A little further down the road, Tahoma Meadows Cottages is also seeing a lack of bookings for this time of year. Owner Dick White said reservations were down for the December and January holidays, but that with an impending storm on the horizon, things were already looking up. He had reservations coming in for that very weekend, and more calling to book for Presidents’ Week.

“Really our phones didn’t start ringing until the last few days when it was snowing,” White said. “It got scary. [The weather] definitely hurt us; I’d say we’re behind a chunk for this winter, unfortunately.”

White said if the folks down in the Bay Area don’t see rain or bad weather, skiing isn’t really on their mind until Tahoe’s weather makes the news. Even with the recent upswing, White said that his sales numbers for this season are on par with the height of the drought, three seasons ago.

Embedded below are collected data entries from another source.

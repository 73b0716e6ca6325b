//! Shared domain types.
//!
//! Column names and artifact names live here because they are the contract
//! between the input file, the artifact directory and the output file.

use std::fmt;
use std::path::PathBuf;

use clap::ValueEnum;
use serde::{Deserialize, Serialize};

pub const PROVIDER_ID: &str = "Provider Id";
pub const PROVIDER_STREET_ADDRESS: &str = "Provider Street Address";
pub const PROVIDER_CITY: &str = "Provider City";
pub const PROVIDER_STATE: &str = "Provider State";
pub const PROVIDER_ZIP_CODE: &str = "Provider Zip Code";

/// Columns dropped before encoding. Zip code is kept as a feature.
pub const IDENTIFYING_COLUMNS: [&str; 4] = [
    PROVIDER_ID,
    PROVIDER_STREET_ADDRESS,
    PROVIDER_CITY,
    PROVIDER_STATE,
];

/// Every column the input must carry regardless of the artifacts in use.
pub const REQUIRED_COLUMNS: [&str; 5] = [
    PROVIDER_ID,
    PROVIDER_STREET_ADDRESS,
    PROVIDER_CITY,
    PROVIDER_STATE,
    PROVIDER_ZIP_CODE,
];

/// Width zip codes are padded to.
pub const ZIP_WIDTH: usize = 5;

pub const DEFAULT_ARTIFACT_DIR: &str = ".bins";
pub const DEFAULT_OUTPUT_PATH: &str = "Outputs/result.csv";

/// One of the three predicted quantities. Each has its own artifact triple.
#[derive(Debug, Clone, Copy, PartialEq, Eq, Hash, PartialOrd, Ord, Serialize, Deserialize)]
#[serde(rename_all = "snake_case")]
pub enum TargetMetric {
    CoveredCharges,
    TotalPayments,
    MedicarePayments,
}

impl TargetMetric {
    /// Output column order follows this order.
    pub const ALL: [TargetMetric; 3] = [
        TargetMetric::CoveredCharges,
        TargetMetric::TotalPayments,
        TargetMetric::MedicarePayments,
    ];

    pub fn display_name(self) -> &'static str {
        match self {
            TargetMetric::CoveredCharges => "Covered Charges",
            TargetMetric::TotalPayments => "Total Payments",
            TargetMetric::MedicarePayments => "Medicare Payments",
        }
    }

    /// Suffix shared by the metric's three artifact files.
    pub fn artifact_stem(self) -> &'static str {
        match self {
            TargetMetric::CoveredCharges => "covered_charges",
            TargetMetric::TotalPayments => "total_payments",
            TargetMetric::MedicarePayments => "medicare_payments",
        }
    }

    pub fn output_column(self) -> &'static str {
        match self {
            TargetMetric::CoveredCharges => "Predicted Covered Charges",
            TargetMetric::TotalPayments => "Predicted Total Payments",
            TargetMetric::MedicarePayments => "Predicted Medicare Payments",
        }
    }
}

impl fmt::Display for TargetMetric {
    fn fmt(&self, f: &mut fmt::Formatter<'_>) -> fmt::Result {
        f.write_str(self.display_name())
    }
}

/// Which member of a bundle an artifact file holds.
#[derive(Debug, Clone, Copy, PartialEq, Eq)]
pub enum ArtifactRole {
    Encoder,
    Scaler,
    Model,
}

impl ArtifactRole {
    pub fn prefix(self) -> &'static str {
        match self {
            ArtifactRole::Encoder => "encoder",
            ArtifactRole::Scaler => "scaler",
            ArtifactRole::Model => "model",
        }
    }

    /// File name of this role's artifact for `metric`, e.g. `scaler_total_payments`.
    pub fn file_name(self, metric: TargetMetric) -> String {
        format!("{}_{}", self.prefix(), metric.artifact_stem())
    }
}

/// How zip codes longer than [`ZIP_WIDTH`] are treated.
///
/// Shorter values are always left-padded with `0`.
#[derive(Debug, Clone, Copy, PartialEq, Eq, Default, Serialize, Deserialize, ValueEnum)]
#[serde(rename_all = "lowercase")]
pub enum ZipPolicy {
    /// Keep longer values unchanged.
    #[default]
    Keep,
    /// Keep only the first five characters (`12345-6789` -> `12345`).
    Truncate,
    /// Fail the run with a data-format error.
    Reject,
}

/// A full run's configuration, resolved from CLI flags and environment.
#[derive(Debug, Clone)]
pub struct RunConfig {
    pub input_path: PathBuf,
    pub artifact_dir: PathBuf,
    pub output_path: PathBuf,
    pub zip_policy: ZipPolicy,
}

impl RunConfig {
    /// Configuration with the conventional artifact and output locations.
    pub fn with_defaults(input_path: impl Into<PathBuf>) -> Self {
        Self {
            input_path: input_path.into(),
            artifact_dir: PathBuf::from(DEFAULT_ARTIFACT_DIR),
            output_path: PathBuf::from(DEFAULT_OUTPUT_PATH),
            zip_policy: ZipPolicy::default(),
        }
    }
}
//! Domain types used throughout the pipeline.
//!
//! This module defines:
//!
//! - the three target metrics and their artifact/output naming (`TargetMetric`)
//! - input column names the pipeline relies on
//! - run configuration (`RunConfig`, `ZipPolicy`)

pub mod types;

pub use types::*;
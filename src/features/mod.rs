//! Feature preparation: zip normalization, encoders and scalers.
//!
//! Encoders and scalers are pre-fit artifacts; nothing here learns from the
//! input batch.

pub mod encoder;
pub mod scaler;
pub mod zip;

pub use encoder::{Encoder, FeatureEncoder, OrdinalEncoder, TargetEncoder, UnseenPolicy};
pub use scaler::{FeatureScaler, Scaler};
pub use zip::normalize_zip;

Over at Obexer’s General Store, they have found some ways to adapt to the lack of snow and tourist clientele. Layoffs at ski resorts have brought them new employees with unique skill sets, including their newly hired baker. They are now able to do baking in-house and expand their menu offerings.

The store is also offering specials to get locals in the door, like tri-tip Tuesdays and chicken and waffle Sundays. They are also benefiting from the temporarily limited hours at Tahoma Market down the road, and have been able to fill the local grocery niche to pick up some business they usually wouldn’t have.

The late January storm dropped 15 inches of snow at the base and two feet at the summit, bringing relief to Homewood Mountain Resort. It opened all lifts from top to bottom after two days of snowfall, which in turn helps the community that surrounds the mountain. But after that brief reprieve, the forecast showed no signs of snow for the following two weeks, making it hard to say how Homewood’s businesses will fare.

“Everybody is waiting in anticipation,” Larkins said. “Just even that little six inch storm would make Homewood look completely different.”

Editors Note: Homewood Mountain Resort declined to comment on this story.